WHAT THE TASK ASKS.
From the entries, copy every line that carries the string "StoreError".

[Dataset entries]
※

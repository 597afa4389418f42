//! Identity middleware
//!
//! Resolves the bearer token (if any) into an [`Identity`] and attaches it
//! to the request extensions. This middleware never rejects: a missing or
//! invalid token yields an anonymous identity, and the request validator
//! owns the `Unauthenticated` failure. That keeps all error decoding for
//! the claim operation in one place.

use axum::{
    body::Body,
    extract::State,
    http::{HeaderMap, Request, header},
    middleware::Next,
    response::Response,
};
use std::sync::Arc;

use super::Identity;
use crate::gateway::state::AppState;

pub async fn identity_middleware(
    State(state): State<Arc<AppState>>,
    mut request: Request<Body>,
    next: Next,
) -> Response {
    let identity = match bearer_token(request.headers()) {
        Some(token) => match state.auth.verify_token(token) {
            Ok(claims) => Identity::user(claims.sub),
            Err(e) => {
                tracing::debug!(error = %e, "rejected bearer token");
                Identity::anonymous()
            }
        },
        None => Identity::anonymous(),
    };

    request.extensions_mut().insert(identity);
    next.run(request).await
}

/// Extract the token from an `Authorization: Bearer ...` header.
fn bearer_token(headers: &HeaderMap) -> Option<&str> {
    headers
        .get(header::AUTHORIZATION)
        .and_then(|h| h.to_str().ok())
        .and_then(|h| h.strip_prefix("Bearer "))
}
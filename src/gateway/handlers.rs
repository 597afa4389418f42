//! Gateway request handlers

use std::sync::Arc;

use axum::{
    Extension, Json,
    extract::State,
    http::StatusCode,
};
use serde::{Deserialize, Serialize};
use utoipa::ToSchema;

use super::state::AppState;
use crate::auth::Identity;
use crate::claim::{ClaimError, ClaimReceipt, validate_claim_request};

/// Error body: machine-readable kind plus human-readable message.
#[derive(Debug, Serialize, ToSchema)]
pub struct ErrorResponse {
    pub error: ErrorDetail,
}

#[derive(Debug, Serialize, ToSchema)]
pub struct ErrorDetail {
    /// Stable error kind, e.g. `FAILED_PRECONDITION`
    #[schema(example = "FAILED_PRECONDITION")]
    pub kind: String,
    #[schema(example = "All spots claimed")]
    pub message: String,
}

impl ErrorResponse {
    fn new(kind: impl Into<String>, message: impl Into<String>) -> Self {
        Self {
            error: ErrorDetail {
                kind: kind.into(),
                message: message.into(),
            },
        }
    }
}

/// Documented request shape for the claim endpoint. The handler inspects
/// the raw JSON so malformed shapes map to `INVALID_ARGUMENT` rather than
/// a framework rejection; this type exists for the API docs.
#[derive(Debug, Deserialize, ToSchema)]
#[allow(dead_code)]
pub struct ClaimApiRequest {
    #[serde(rename = "offerId")]
    #[schema(example = "o1")]
    pub offer_id: String,
}

/// Map a claim failure onto the wire: status code + (kind, message) body.
fn reject(e: ClaimError) -> (StatusCode, Json<ErrorResponse>) {
    if let ClaimError::Store(ref msg) = e {
        tracing::error!(error = %msg, "claim failed on storage backend");
    }
    let status = StatusCode::from_u16(e.http_status())
        .unwrap_or(StatusCode::INTERNAL_SERVER_ERROR);
    (status, Json(ErrorResponse::new(e.code(), e.to_string())))
}

/// Claim one spot on an offer
///
/// POST /api/v1/offer/claim
///
/// Moves the offer's per-claim amount from its creator to the caller.
/// All-or-nothing under concurrency: the spot count and both balances
/// move together or not at all.
#[utoipa::path(
    post,
    path = "/api/v1/offer/claim",
    request_body = ClaimApiRequest,
    responses(
        (status = 200, description = "Claim committed", body = ClaimReceipt),
        (status = 400, description = "Missing or invalid offerId", body = ErrorResponse),
        (status = 401, description = "No authenticated caller", body = ErrorResponse),
        (status = 404, description = "Offer or account record missing", body = ErrorResponse),
        (status = 409, description = "Aborted after repeated write conflicts, retry", body = ErrorResponse),
        (status = 422, description = "Spots exhausted or insufficient creator funds", body = ErrorResponse)
    ),
    security(("bearer_auth" = [])),
    tag = "Claim"
)]
pub async fn claim_offer(
    State(state): State<Arc<AppState>>,
    Extension(identity): Extension<Identity>,
    Json(payload): Json<serde_json::Value>,
) -> Result<(StatusCode, Json<ClaimReceipt>), (StatusCode, Json<ErrorResponse>)> {
    let cmd = validate_claim_request(identity.uid.as_deref(), &payload).map_err(reject)?;

    tracing::debug!(offer_id = %cmd.offer_id, claimer_uid = %cmd.claimer_uid, "claim request");

    let receipt = state.transactor.claim(&cmd).await.map_err(reject)?;
    Ok((StatusCode::OK, Json(receipt)))
}

/// Health check response data
#[derive(Debug, Serialize, ToSchema)]
pub struct HealthResponse {
    #[schema(example = "ok")]
    pub status: String,
}

/// Health check endpoint
///
/// Probes the store backend; does not expose internal details.
#[utoipa::path(
    get,
    path = "/api/v1/health",
    responses(
        (status = 200, description = "Service healthy", body = HealthResponse),
        (status = 503, description = "Store unavailable", body = HealthResponse)
    ),
    tag = "System"
)]
pub async fn health_check(
    State(state): State<Arc<AppState>>,
) -> (StatusCode, Json<HealthResponse>) {
    match state.store.health_check().await {
        Ok(()) => (
            StatusCode::OK,
            Json(HealthResponse {
                status: "ok".to_string(),
            }),
        ),
        Err(e) => {
            tracing::error!(error = %e, "store health check failed");
            (
                StatusCode::SERVICE_UNAVAILABLE,
                Json(HealthResponse {
                    status: "unavailable".to_string(),
                }),
            )
        }
    }
}

// ============================================================================
// Mock endpoints (dev/test seeding; compiled out of production builds)
// ============================================================================

#[cfg(feature = "mock-api")]
pub mod mock {
    use super::*;
    use crate::claim::{Offer, UserAccount};

    #[derive(Debug, Serialize)]
    pub struct Seeded {
        pub seeded: bool,
    }

    /// Upsert an offer record (stands in for the external creation flow).
    pub async fn put_offer(
        State(state): State<Arc<AppState>>,
        Json(offer): Json<Offer>,
    ) -> Result<Json<Seeded>, (StatusCode, Json<ErrorResponse>)> {
        state
            .store
            .put_offer(offer)
            .await
            .map_err(|e| reject(ClaimError::from(e)))?;
        Ok(Json(Seeded { seeded: true }))
    }

    /// Upsert a user account record (stands in for the funding flow).
    pub async fn put_account(
        State(state): State<Arc<AppState>>,
        Json(account): Json<UserAccount>,
    ) -> Result<Json<Seeded>, (StatusCode, Json<ErrorResponse>)> {
        state
            .store
            .put_account(account)
            .await
            .map_err(|e| reject(ClaimError::from(e)))?;
        Ok(Json(Seeded { seeded: true }))
    }

    #[derive(Debug, Deserialize)]
    pub struct TokenRequest {
        pub uid: String,
    }

    #[derive(Debug, Serialize)]
    pub struct TokenResponse {
        pub token: String,
    }

    /// Issue a 24h bearer token (stands in for the identity provider).
    pub async fn issue_token(
        State(state): State<Arc<AppState>>,
        Json(req): Json<TokenRequest>,
    ) -> Result<Json<TokenResponse>, (StatusCode, Json<ErrorResponse>)> {
        let token = state
            .auth
            .issue_token(&req.uid, chrono::Duration::hours(24))
            .map_err(|e| {
                (
                    StatusCode::INTERNAL_SERVER_ERROR,
                    Json(ErrorResponse::new("INTERNAL", e.to_string())),
                )
            })?;
        Ok(Json(TokenResponse { token }))
    }
}
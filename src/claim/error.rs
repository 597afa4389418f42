//! Claim Error Types
//!
//! Closed error taxonomy for the claim operation. Every failure carries a
//! machine-readable kind plus a fixed human-readable message; the gateway
//! decodes the pair at the boundary instead of parsing free text.

use thiserror::Error;

use crate::store::StoreError;

/// Machine-readable error kind surfaced to callers.
#[derive(Debug, Clone, Copy, PartialEq, Eq)]
pub enum ErrorKind {
    Unauthenticated,
    InvalidArgument,
    NotFound,
    FailedPrecondition,
    Aborted,
    Internal,
}

/// Claim error types
#[derive(Error, Debug, Clone)]
pub enum ClaimError {
    // === Validation Errors (no storage access) ===
    #[error("You must be signed in.")]
    Unauthenticated,

    #[error("Missing or invalid offerId.")]
    InvalidArgument,

    // === Transaction Errors (abort, no writes) ===
    #[error("Offer not found")]
    OfferNotFound,

    #[error("Sender or claimer user document missing")]
    AccountMissing,

    #[error("All spots claimed")]
    SpotsExhausted,

    #[error("Sender has insufficient funds")]
    InsufficientFunds,

    // === Transient Errors ===
    #[error("Claim aborted after repeated write conflicts, please retry")]
    Aborted,

    // === System Errors ===
    #[error("Storage error: {0}")]
    Store(String),
}

impl ClaimError {
    /// Get the error kind for this error
    pub fn kind(&self) -> ErrorKind {
        match self {
            ClaimError::Unauthenticated => ErrorKind::Unauthenticated,
            ClaimError::InvalidArgument => ErrorKind::InvalidArgument,
            ClaimError::OfferNotFound | ClaimError::AccountMissing => ErrorKind::NotFound,
            ClaimError::SpotsExhausted | ClaimError::InsufficientFunds => {
                ErrorKind::FailedPrecondition
            }
            ClaimError::Aborted => ErrorKind::Aborted,
            ClaimError::Store(_) => ErrorKind::Internal,
        }
    }

    /// Get the error code for API responses
    pub fn code(&self) -> &'static str {
        match self.kind() {
            ErrorKind::Unauthenticated => "UNAUTHENTICATED",
            ErrorKind::InvalidArgument => "INVALID_ARGUMENT",
            ErrorKind::NotFound => "NOT_FOUND",
            ErrorKind::FailedPrecondition => "FAILED_PRECONDITION",
            ErrorKind::Aborted => "ABORTED",
            ErrorKind::Internal => "INTERNAL",
        }
    }

    /// Get HTTP status code suggestion
    pub fn http_status(&self) -> u16 {
        match self.kind() {
            ErrorKind::Unauthenticated => 401,
            ErrorKind::InvalidArgument => 400,
            ErrorKind::NotFound => 404,
            ErrorKind::FailedPrecondition => 422,
            ErrorKind::Aborted => 409,
            ErrorKind::Internal => 500,
        }
    }
}

impl From<StoreError> for ClaimError {
    fn from(e: StoreError) -> Self {
        match e {
            // A conflict that escapes the transactor's retry loop is terminal
            // for this invocation; the caller may retry the whole call.
            StoreError::WriteConflict => ClaimError::Aborted,
            StoreError::Backend(msg) => ClaimError::Store(msg),
        }
    }
}
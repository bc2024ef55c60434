use crate::raw::RawConfig;
use crate::{Config, ConfigError, Result};
use tracing::debug;

/// Text format of a configuration document
#[derive(Clone, Copy, Debug, Eq, PartialEq)]
pub enum DocumentFormat {
    Json,
    Yaml,
}

impl DocumentFormat {
    pub fn from_extension(ext: &str) -> Self {
        match ext.to_ascii_lowercase().as_str() {
            "yml" | "yaml" => DocumentFormat::Yaml,
            _ => DocumentFormat::Json,
        }
    }
}

/// Decode a JSON configuration document.
///
/// The first failing field aborts the decode; nothing is defaulted on error.
pub fn decode(bytes: &[u8]) -> Result<Config> {
    let raw: RawConfig = serde_json::from_slice(bytes)?;
    finish_decode(raw, DocumentFormat::Json)
}

pub fn decode_yaml(bytes: &[u8]) -> Result<Config> {
    let raw: RawConfig = serde_yaml::from_slice(bytes)?;
    finish_decode(raw, DocumentFormat::Yaml)
}

pub fn decode_as(format: DocumentFormat, bytes: &[u8]) -> Result<Config> {
    match format {
        DocumentFormat::Json => decode(bytes),
        DocumentFormat::Yaml => decode_yaml(bytes),
    }
}

fn finish_decode(raw: RawConfig, format: DocumentFormat) -> Result<Config> {
    let config = Config::try_from(raw)?;
    debug!(
        ?format,
        addresses = config.address_configs.len(),
        connection = config.connection.is_some(),
        "decoded configuration"
    );
    Ok(config)
}

/// Encode as compact JSON, omitting fields that hold their default.
///
/// Fails only if the serializer itself does.
pub fn encode(config: &Config) -> Result<Vec<u8>> {
    let out = serde_json::to_vec(config).map_err(|e| ConfigError::Encode(e.to_string()))?;
    debug!(bytes = out.len(), "encoded configuration");
    Ok(out)
}

pub fn encode_pretty(config: &Config) -> Result<Vec<u8>> {
    serde_json::to_vec_pretty(config).map_err(|e| ConfigError::Encode(e.to_string()))
}

pub fn encode_yaml(config: &Config) -> Result<Vec<u8>> {
    serde_yaml::to_string(config)
        .map(String::into_bytes)
        .map_err(|e| ConfigError::Encode(e.to_string()))
}

pub fn encode_as(format: DocumentFormat, config: &Config) -> Result<Vec<u8>> {
    match format {
        DocumentFormat::Json => encode_pretty(config),
        DocumentFormat::Yaml => encode_yaml(config),
    }
}
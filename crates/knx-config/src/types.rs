use crate::raw::{RawAddressConfig, RawConfig};
use crate::{ConfigError, Connection, Duration, GroupAddress, Result};
use serde::{Deserialize, Serialize};
use std::collections::BTreeMap;

/// Root of the exporter configuration: which group addresses become which metrics
#[derive(Debug, Clone, Default, PartialEq, Eq, Serialize, Deserialize)]
#[serde(try_from = "RawConfig")]
pub struct Config {
    #[serde(rename = "Connection", skip_serializing_if = "Option::is_none")]
    pub connection: Option<Connection>,
    /// Prepended to every exported metric name
    #[serde(rename = "MetricsPrefix")]
    pub metrics_prefix: String,
    #[serde(rename = "AddressConfigs")]
    pub address_configs: BTreeMap<GroupAddress, GroupAddressConfig>,
}

/// Maps one KNX group address to one exported metric
#[derive(Debug, Clone, Default, PartialEq, Eq, Serialize, Deserialize)]
#[serde(try_from = "RawAddressConfig", rename_all = "PascalCase")]
pub struct GroupAddressConfig {
    /// Metric name without the prefix
    pub name: String,
    #[serde(skip_serializing_if = "String::is_empty")]
    pub comment: String,
    /// Data point type, e.g. `9.001`; interpreted by the bus decoder
    #[serde(rename = "DPT")]
    pub dpt: String,
    /// `gauge` or `counter`
    pub metric_type: String,
    pub export: bool,
    /// Poll the address with `GroupValueRead` instead of only listening
    #[serde(skip_serializing_if = "is_false")]
    pub read_active: bool,
    /// Staleness threshold that triggers an active read
    #[serde(skip_serializing_if = "Duration::is_zero")]
    pub max_age: Duration,
}

fn is_false(b: &bool) -> bool {
    !*b
}

impl Config {
    /// Full exported name: prefix followed by the entry's name.
    pub fn metric_name(&self, entry: &GroupAddressConfig) -> String {
        format!("{}{}", self.metrics_prefix, entry.name)
    }

    pub fn metric_name_for(&self, address: GroupAddress) -> Option<String> {
        self.address_configs
            .get(&address)
            .map(|entry| self.metric_name(entry))
    }

    pub fn exported(&self) -> impl Iterator<Item = (GroupAddress, &GroupAddressConfig)> + '_ {
        self.address_configs
            .iter()
            .filter(|(_, entry)| entry.export)
            .map(|(address, entry)| (*address, entry))
    }

    pub fn active_reads(&self) -> impl Iterator<Item = (GroupAddress, &GroupAddressConfig)> + '_ {
        self.address_configs
            .iter()
            .filter(|(_, entry)| entry.read_active)
            .map(|(address, entry)| (*address, entry))
    }

    /// Checks downstream consumers rely on; decoding alone does not enforce them.
    ///
    /// Stops at the first offending entry.
    pub fn validate(&self) -> Result<()> {
        for (address, entry) in &self.address_configs {
            let invalid = |reason: String| ConfigError::Invalid {
                address: *address,
                reason,
            };
            if entry.name.is_empty() {
                return Err(invalid("Name must not be empty".into()));
            }
            let full = self.metric_name(entry);
            if !is_valid_metric_name(&full) {
                return Err(invalid(format!("\"{full}\" is not a valid metric name")));
            }
            if entry.max_age.is_negative() {
                return Err(invalid(format!(
                    "MaxAge must not be negative, got {}",
                    entry.max_age
                )));
            }
        }
        Ok(())
    }
}

// [a-zA-Z_:][a-zA-Z0-9_:]*
fn is_valid_metric_name(name: &str) -> bool {
    let mut chars = name.chars();
    match chars.next() {
        Some(c) if c.is_ascii_alphabetic() || c == '_' || c == ':' => {}
        _ => return false,
    }
    chars.all(|c| c.is_ascii_alphanumeric() || c == '_' || c == ':')
}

※

ANSWER BOX.
use crate::store::StoreError;
impl From<StoreError> for ClaimError {
    fn from(e: StoreError) -> Self {
            StoreError::WriteConflict => ClaimError::Aborted,
            StoreError::Backend(msg) => ClaimError::Store(msg),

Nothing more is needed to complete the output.